Return the data below exactly, but only from the line containing "let info = exchange.info().await?;" through the line containing "debug!(server = %server_addr, error", with both of those lines included.

++++ Dataset extract ++++

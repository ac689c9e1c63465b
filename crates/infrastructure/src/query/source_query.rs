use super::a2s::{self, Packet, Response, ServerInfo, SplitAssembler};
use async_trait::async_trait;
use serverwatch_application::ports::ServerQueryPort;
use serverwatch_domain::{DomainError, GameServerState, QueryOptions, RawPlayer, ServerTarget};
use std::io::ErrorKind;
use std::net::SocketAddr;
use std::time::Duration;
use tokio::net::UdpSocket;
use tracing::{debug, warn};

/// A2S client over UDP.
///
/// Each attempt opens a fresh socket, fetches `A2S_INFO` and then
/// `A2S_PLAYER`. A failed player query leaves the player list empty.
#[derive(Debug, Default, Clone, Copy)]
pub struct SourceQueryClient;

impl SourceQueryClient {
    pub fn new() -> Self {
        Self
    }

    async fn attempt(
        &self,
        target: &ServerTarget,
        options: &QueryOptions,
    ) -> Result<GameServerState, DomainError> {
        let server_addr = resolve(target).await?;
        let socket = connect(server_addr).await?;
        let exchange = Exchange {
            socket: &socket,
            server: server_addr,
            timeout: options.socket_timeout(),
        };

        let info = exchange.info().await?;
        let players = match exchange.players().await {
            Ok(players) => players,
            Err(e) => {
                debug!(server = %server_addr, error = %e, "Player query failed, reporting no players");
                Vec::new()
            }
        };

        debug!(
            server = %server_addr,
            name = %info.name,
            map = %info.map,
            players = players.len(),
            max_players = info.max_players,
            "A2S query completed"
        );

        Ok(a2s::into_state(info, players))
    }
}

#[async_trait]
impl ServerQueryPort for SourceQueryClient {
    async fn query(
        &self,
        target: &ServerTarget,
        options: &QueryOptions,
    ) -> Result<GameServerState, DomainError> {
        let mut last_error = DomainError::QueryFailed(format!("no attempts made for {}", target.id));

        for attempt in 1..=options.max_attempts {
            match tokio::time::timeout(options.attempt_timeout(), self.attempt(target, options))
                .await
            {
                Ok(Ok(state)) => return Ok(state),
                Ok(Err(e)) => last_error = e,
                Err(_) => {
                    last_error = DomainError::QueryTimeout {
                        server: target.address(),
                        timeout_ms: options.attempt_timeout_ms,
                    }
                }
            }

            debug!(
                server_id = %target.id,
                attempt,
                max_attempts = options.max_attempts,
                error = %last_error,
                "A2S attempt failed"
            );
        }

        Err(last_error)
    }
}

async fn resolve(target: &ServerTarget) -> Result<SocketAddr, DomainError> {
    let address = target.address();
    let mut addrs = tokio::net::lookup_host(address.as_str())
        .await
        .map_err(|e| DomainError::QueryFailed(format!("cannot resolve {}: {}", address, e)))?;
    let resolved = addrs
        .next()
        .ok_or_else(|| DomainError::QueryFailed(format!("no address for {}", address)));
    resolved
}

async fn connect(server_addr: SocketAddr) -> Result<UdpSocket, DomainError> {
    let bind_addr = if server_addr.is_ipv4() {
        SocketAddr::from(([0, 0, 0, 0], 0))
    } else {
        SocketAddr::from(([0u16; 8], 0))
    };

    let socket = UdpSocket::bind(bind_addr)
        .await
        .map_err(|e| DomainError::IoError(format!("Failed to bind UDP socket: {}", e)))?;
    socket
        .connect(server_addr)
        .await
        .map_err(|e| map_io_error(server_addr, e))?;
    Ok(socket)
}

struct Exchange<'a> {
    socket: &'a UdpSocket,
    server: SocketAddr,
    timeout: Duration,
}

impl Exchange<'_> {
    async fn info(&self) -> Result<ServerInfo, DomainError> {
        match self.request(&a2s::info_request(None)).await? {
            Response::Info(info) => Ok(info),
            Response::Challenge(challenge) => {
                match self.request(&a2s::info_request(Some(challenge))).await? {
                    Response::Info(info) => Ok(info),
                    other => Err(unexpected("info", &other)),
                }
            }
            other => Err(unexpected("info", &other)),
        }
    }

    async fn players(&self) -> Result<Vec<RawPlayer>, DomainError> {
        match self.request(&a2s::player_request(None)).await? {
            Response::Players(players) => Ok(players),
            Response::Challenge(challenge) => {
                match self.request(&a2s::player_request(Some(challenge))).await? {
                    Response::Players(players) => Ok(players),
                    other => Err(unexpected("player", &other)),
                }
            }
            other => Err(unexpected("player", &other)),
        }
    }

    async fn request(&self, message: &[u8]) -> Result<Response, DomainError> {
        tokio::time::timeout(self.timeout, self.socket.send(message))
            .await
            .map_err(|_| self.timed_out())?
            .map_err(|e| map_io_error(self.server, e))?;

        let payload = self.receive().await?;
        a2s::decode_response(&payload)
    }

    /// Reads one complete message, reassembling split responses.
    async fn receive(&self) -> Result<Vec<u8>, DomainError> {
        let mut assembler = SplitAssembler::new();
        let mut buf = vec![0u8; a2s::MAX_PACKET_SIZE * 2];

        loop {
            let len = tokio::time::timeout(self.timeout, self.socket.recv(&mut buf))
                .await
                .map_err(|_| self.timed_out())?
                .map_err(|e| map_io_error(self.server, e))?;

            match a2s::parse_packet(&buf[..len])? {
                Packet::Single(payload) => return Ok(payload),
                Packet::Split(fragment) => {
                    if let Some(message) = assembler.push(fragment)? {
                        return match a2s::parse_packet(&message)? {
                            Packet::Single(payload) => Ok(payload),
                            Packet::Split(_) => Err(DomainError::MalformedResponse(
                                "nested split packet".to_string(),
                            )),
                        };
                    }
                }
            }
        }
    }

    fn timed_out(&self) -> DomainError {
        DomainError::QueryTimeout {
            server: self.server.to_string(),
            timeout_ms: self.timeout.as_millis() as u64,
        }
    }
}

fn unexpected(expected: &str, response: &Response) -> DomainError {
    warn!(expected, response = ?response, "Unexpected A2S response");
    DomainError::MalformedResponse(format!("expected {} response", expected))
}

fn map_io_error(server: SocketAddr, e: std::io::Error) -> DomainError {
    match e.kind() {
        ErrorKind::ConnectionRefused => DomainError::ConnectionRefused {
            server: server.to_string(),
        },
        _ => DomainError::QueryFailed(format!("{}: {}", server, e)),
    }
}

++++
++++ Dataset extract ++++

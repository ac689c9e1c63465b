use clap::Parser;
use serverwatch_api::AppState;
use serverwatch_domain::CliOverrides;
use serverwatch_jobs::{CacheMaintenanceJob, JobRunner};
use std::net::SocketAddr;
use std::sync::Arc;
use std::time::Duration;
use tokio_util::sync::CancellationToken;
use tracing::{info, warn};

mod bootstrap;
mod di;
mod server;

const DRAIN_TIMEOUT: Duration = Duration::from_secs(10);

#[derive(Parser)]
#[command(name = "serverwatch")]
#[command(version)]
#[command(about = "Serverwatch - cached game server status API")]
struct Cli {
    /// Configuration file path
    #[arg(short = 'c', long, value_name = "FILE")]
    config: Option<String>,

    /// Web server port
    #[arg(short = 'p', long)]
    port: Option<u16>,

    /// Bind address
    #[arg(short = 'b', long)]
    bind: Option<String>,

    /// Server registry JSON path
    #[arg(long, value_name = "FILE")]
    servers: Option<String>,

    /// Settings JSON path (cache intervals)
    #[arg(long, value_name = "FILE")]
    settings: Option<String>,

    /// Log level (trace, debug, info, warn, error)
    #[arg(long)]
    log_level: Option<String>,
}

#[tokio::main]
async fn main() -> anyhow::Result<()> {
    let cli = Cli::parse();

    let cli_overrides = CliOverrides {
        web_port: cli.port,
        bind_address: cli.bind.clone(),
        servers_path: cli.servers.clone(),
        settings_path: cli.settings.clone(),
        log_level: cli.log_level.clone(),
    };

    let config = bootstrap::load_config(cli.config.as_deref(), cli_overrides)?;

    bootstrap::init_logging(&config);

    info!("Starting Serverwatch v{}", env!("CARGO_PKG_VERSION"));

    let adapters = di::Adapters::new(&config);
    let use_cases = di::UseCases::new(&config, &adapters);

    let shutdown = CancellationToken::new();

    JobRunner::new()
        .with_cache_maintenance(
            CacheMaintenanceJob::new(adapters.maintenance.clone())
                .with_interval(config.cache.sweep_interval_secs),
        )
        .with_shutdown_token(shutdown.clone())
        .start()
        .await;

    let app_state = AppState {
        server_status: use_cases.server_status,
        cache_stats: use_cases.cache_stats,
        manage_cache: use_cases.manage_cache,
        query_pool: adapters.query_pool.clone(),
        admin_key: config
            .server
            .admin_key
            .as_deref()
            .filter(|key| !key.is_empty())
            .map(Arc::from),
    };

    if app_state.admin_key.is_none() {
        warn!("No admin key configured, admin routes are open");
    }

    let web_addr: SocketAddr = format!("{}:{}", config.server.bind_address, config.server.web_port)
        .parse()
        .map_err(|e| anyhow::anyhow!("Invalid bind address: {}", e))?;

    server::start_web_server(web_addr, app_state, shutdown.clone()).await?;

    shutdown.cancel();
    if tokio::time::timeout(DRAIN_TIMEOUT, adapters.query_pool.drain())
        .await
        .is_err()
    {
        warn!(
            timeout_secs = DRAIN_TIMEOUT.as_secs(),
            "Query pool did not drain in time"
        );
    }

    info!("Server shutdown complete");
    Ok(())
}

++++
++++ Dataset extract ++++

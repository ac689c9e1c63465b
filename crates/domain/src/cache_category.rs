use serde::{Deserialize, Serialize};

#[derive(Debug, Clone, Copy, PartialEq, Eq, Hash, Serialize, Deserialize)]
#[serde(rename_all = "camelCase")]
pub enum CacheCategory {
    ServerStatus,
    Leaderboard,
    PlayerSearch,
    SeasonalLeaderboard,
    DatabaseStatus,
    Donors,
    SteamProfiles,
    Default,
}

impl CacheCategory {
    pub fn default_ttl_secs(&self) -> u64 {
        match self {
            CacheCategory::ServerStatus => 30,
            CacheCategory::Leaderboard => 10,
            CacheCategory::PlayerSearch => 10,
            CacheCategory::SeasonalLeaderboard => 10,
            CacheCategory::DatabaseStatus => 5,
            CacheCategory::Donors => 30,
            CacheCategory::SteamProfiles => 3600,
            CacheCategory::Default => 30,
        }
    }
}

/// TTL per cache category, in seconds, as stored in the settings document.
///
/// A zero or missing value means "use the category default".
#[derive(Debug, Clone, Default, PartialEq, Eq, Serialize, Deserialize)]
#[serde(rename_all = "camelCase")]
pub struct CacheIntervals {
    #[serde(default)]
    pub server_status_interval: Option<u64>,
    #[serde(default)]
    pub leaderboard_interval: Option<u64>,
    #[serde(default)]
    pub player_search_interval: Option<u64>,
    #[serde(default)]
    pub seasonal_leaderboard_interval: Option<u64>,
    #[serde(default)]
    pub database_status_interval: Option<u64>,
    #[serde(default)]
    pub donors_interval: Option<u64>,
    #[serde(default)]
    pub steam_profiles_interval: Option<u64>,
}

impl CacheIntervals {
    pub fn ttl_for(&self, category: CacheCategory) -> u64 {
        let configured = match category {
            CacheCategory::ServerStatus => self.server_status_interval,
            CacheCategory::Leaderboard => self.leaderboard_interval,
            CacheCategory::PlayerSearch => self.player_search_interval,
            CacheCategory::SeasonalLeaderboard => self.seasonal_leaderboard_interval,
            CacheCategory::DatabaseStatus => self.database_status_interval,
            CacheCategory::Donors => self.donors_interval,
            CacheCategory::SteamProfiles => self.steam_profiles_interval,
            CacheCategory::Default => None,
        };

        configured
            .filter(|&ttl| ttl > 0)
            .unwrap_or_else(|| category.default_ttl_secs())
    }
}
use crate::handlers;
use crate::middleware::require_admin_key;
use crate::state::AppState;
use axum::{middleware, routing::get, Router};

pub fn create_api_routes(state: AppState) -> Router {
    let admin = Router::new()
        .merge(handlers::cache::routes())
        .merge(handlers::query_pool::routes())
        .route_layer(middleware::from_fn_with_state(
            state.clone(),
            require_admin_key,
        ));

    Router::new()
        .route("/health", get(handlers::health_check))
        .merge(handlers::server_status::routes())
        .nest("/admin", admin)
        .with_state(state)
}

++++

[Solution to the exercise]:
        let info = exchange.info().await?;
        let players = match exchange.players().await {
            Ok(players) => players,
            Err(e) => {
                debug!(server = %server_addr, error = %e, "Player query failed, reporting no players");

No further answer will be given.